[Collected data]
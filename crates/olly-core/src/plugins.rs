//! Plugin traits for pipeline stages
//!
//! The ingest pipeline is a chain of batch processors followed by record
//! sinks. Both are traits so the enrichment stage, storage backends and test
//! doubles plug in the same way.

use crate::telemetry::TelemetryRecord;
use async_trait::async_trait;
use thiserror::Error;

/// Plugin error type
#[derive(Error, Debug)]
pub enum PluginError {
    #[error("Plugin initialization failed: {0}")]
    InitializationFailed(String),

    #[error("Plugin operation failed: {0}")]
    OperationFailed(String),

    #[error("Plugin configuration error: {0}")]
    ConfigurationError(String),

    #[error("IO error: {0}")]
    IoError(#[from] std::io::Error),

    #[error("Serialization error: {0}")]
    SerializationError(#[from] serde_json::Error),

    #[error("Other error: {0}")]
    Other(#[from] anyhow::Error),
}

pub type PluginResult<T> = Result<T, PluginError>;

/// Basic plugin information
pub trait PluginInfo {
    /// Plugin name
    fn name(&self) -> &str;

    /// Plugin version
    fn version(&self) -> &str;

    /// Plugin description
    fn description(&self) -> &str {
        ""
    }
}

/// Pure batch transform
///
/// A processor must hand back every record it was given; failures are
/// absorbed inside the processor so delivery is never blocked.
pub trait BatchProcessor: PluginInfo + Send + Sync {
    fn process(&self, batch: Vec<TelemetryRecord>) -> Vec<TelemetryRecord>;
}

/// Destination for processed records
#[async_trait]
pub trait RecordSink: PluginInfo + Send + Sync {
    /// Write a batch of records
    async fn write_batch(&self, records: &[TelemetryRecord]) -> PluginResult<()>;

    /// Flush any buffered records
    async fn flush(&self) -> PluginResult<()> {
        Ok(())
    }
}

#[cfg(test)]
mod tests {
    use super::*;

    #[test]
    fn test_error_display() {
        let err = PluginError::OperationFailed("sink closed".into());
        assert_eq!(err.to_string(), "Plugin operation failed: sink closed");

        let io = std::io::Error::new(std::io::ErrorKind::NotFound, "missing");
        let err: PluginError = io.into();
        assert!(matches!(err, PluginError::IoError(_)));
    }
}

#### [Exercise objective]
Start at the line containing "fn version(&self) -> &str;" and copy each line through the last one in the records, exactly and with nothing added.

#### [Answer below]
    fn version(&self) -> &str;

    /// Plugin description
    fn description(&self) -> &str {
        ""
    }
}

/// Pure batch transform
///
/// A processor must hand back every record it was given; failures are
/// absorbed inside the processor so delivery is never blocked.
pub trait BatchProcessor: PluginInfo + Send + Sync {
    fn process(&self, batch: Vec<TelemetryRecord>) -> Vec<TelemetryRecord>;
}

/// Destination for processed records
#[async_trait]
pub trait RecordSink: PluginInfo + Send + Sync {
    /// Write a batch of records
    async fn write_batch(&self, records: &[TelemetryRecord]) -> PluginResult<()>;

    /// Flush any buffered records
    async fn flush(&self) -> PluginResult<()> {
        Ok(())
    }
}

#[cfg(test)]
mod tests {
    use super::*;

    #[test]
    fn test_error_display() {
        let err = PluginError::OperationFailed("sink closed".into());
        assert_eq!(err.to_string(), "Plugin operation failed: sink closed");

        let io = std::io::Error::new(std::io::ErrorKind::NotFound, "missing");
        let err: PluginError = io.into();
        assert!(matches!(err, PluginError::IoError(_)));
    }
}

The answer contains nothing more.